In much of the recent discussion, Swartz is portrayed as a martyr. The fact that, yes, he is also legally a thief, is almost never mentioned. The emphasis tends towards lauding his advocacy (see higher principals, above) and there is often mention of his known mental instability, a fact that made him particularly susceptible to the kinds of harassment the Feds seem to have engaged in.
It’s very confusing for me. It’s not like he didn’t know he was doing anything wrong. He hid his laptop and hard drive in a little closet at MIT and hid from security cameras when he went there to retrieve his data trove. Imagine, as MIT seems to have briefly done, that it was the Chinese or North Koreans or some other entity stealing this data (and it very well could have been)—the “higher moral grounds” defense would then seem pretty ridiculous.

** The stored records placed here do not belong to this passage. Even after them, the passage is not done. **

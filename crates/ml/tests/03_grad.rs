use ml::tape::Tape;
use ml::*;
use std::collections::HashMap;

type Build<'a> = dyn Fn(&Tensor, &mut Tape, &mut HashMap<usize, Tensor>) -> Tensor + 'a;

/// Compares the tape gradient of `build(param)` against central differences.
fn finite_diff_check(param: &Tensor, build: &Build<'_>, epsilon: f32, tolerance: f32) {
    let mut tensors = HashMap::new();
    let mut tape = Tape::new();
    let loss = build(param, &mut tape, &mut tensors);
    tape.backward(&loss, &mut tensors).unwrap();
    let analytical = tensors.get(&param.id).unwrap().grad.clone().unwrap();

    for i in 0..param.len() {
        let mut plus = param.clone();
        let mut minus = param.clone();
        plus.data[i] += epsilon;
        minus.data[i] -= epsilon;

        let loss_plus = build(&plus, &mut Tape::new(), &mut HashMap::new()).item();
        let loss_minus = build(&minus, &mut Tape::new(), &mut HashMap::new()).item();
        let numerical = (loss_plus - loss_minus) / (2.0 * epsilon);

        let diff = (numerical - analytical[i]).abs();
        assert!(
            diff < tolerance,
            "grad check failed for element {i}: numerical {numerical}, analytical {}",
            analytical[i]
        );
    }
}

#[test]
fn dense_backward_fd() {
    let x = Tensor::from_vec(vec![2, 3], vec![0.9, -0.1, 0.3, -0.4, 0.7, 0.2]);
    let w = Tensor::from_vec(vec![2, 3], vec![0.1, -0.2, 0.3, 0.4, 0.5, -0.6]).with_grad();
    let b = Tensor::from_vec(vec![2], vec![0.05, -0.05]);

    finite_diff_check(
        &w,
        &|w, tape, tensors| {
            let y = w.matmul(&x, tape, tensors).add_broadcast(&b, tape, tensors);
            y.pow(2.0, tape, tensors).reduce_sum(tape, tensors)
        },
        1e-3,
        1e-2,
    );
}

#[test]
fn bias_backward_fd() {
    let x = Tensor::from_vec(vec![2, 2], vec![0.5, -1.0, 1.5, 0.25]);
    let w = Tensor::from_vec(vec![3, 2], vec![0.3, -0.7, 0.2, 0.1, -0.4, 0.6]);
    let b = Tensor::from_vec(vec![3], vec![0.1, 0.2, 0.3]).with_grad();

    finite_diff_check(
        &b,
        &|b, tape, tensors| {
            let y = w.matmul(&x, tape, tensors).add_broadcast(b, tape, tensors);
            y.relu(tape, tensors).reduce_mean(tape, tensors)
        },
        1e-3,
        1e-2,
    );
}

#[test]
fn softmax_log_select_fd() {
    let x = Tensor::from_vec(vec![3, 2], vec![0.2, -0.5, 1.0, 0.3, -0.8, 0.6]);
    let mask = Tensor::from_vec(vec![3, 3], vec![1.0, 0.0, 0.0, 0.0, 0.0, 1.0, 0.0, 1.0, 0.0]);
    let scale = Tensor::from_vec(vec![3], vec![1.5, -0.5, 0.7]);
    let w = Tensor::from_vec(vec![3, 2], vec![0.4, -0.3, 0.2, 0.8, -0.5, 0.1]).with_grad();

    finite_diff_check(
        &w,
        &|w, tape, tensors| {
            let logits = w.matmul(&x, tape, tensors);
            let probs = logits.softmax(tape, tensors);
            let selected = probs.mul(&mask, tape, tensors).row_sum(tape, tensors);
            let logp = selected.clamp(1e-8, 1.0, tape, tensors).log(tape, tensors);
            logp.mul(&scale, tape, tensors)
                .reduce_sum(tape, tensors)
                .mul_scalar(-1.0, tape, tensors)
        },
        1e-3,
        1e-2,
    );
}

#[test]
fn shared_operand_accumulates() {
    let mut tensors = HashMap::new();
    let mut tape = Tape::new();
    let x = Tensor::from_vec(vec![2], vec![3.0, -2.0]).with_grad();
    let y = x.mul(&x, &mut tape, &mut tensors).reduce_sum(&mut tape, &mut tensors);
    tape.backward(&y, &mut tensors).unwrap();
    let grad = tensors.get(&x.id).unwrap().grad.clone().unwrap();
    assert_eq!(grad, vec![6.0, -4.0]);
}

#[test]
fn missing_operand_is_reported() {
    let mut tensors = HashMap::new();
    let mut tape = Tape::new();
    let x = Tensor::from_vec(vec![2], vec![1.0, 2.0]).with_grad();
    let y = x.reduce_sum(&mut tape, &mut tensors);
    tensors.remove(&x.id);
    let err = tape.backward(&y, &mut tensors).unwrap_err();
    assert!(matches!(err, MlError::MissingTensor(id) if id == x.id));
}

I don’t disagree with many of Swartz’s points. I can certainly see the point that much academic data, when freely available, can have a greater chance to spur insights and creativity from researchers and scientists around the world than if it is locked up behind paywalls. Withholding cancer research from academics who can’t afford access because a big pharmaceutical company “owns” the data doesn’t seem like a very morally defensible position—even if it is what the law might say is perfectly legal.
But who then decides what data “deserves” to be stolen and “liberated”? There are all sorts of data. Some of it is—though I hate to admit it—possibly essential to our security, and some is strictly personal and deserves to stay that way. It’s complicated, and this particular case seems messy—though Swartz’s points are mostly valid… but maybe his method was sloppy.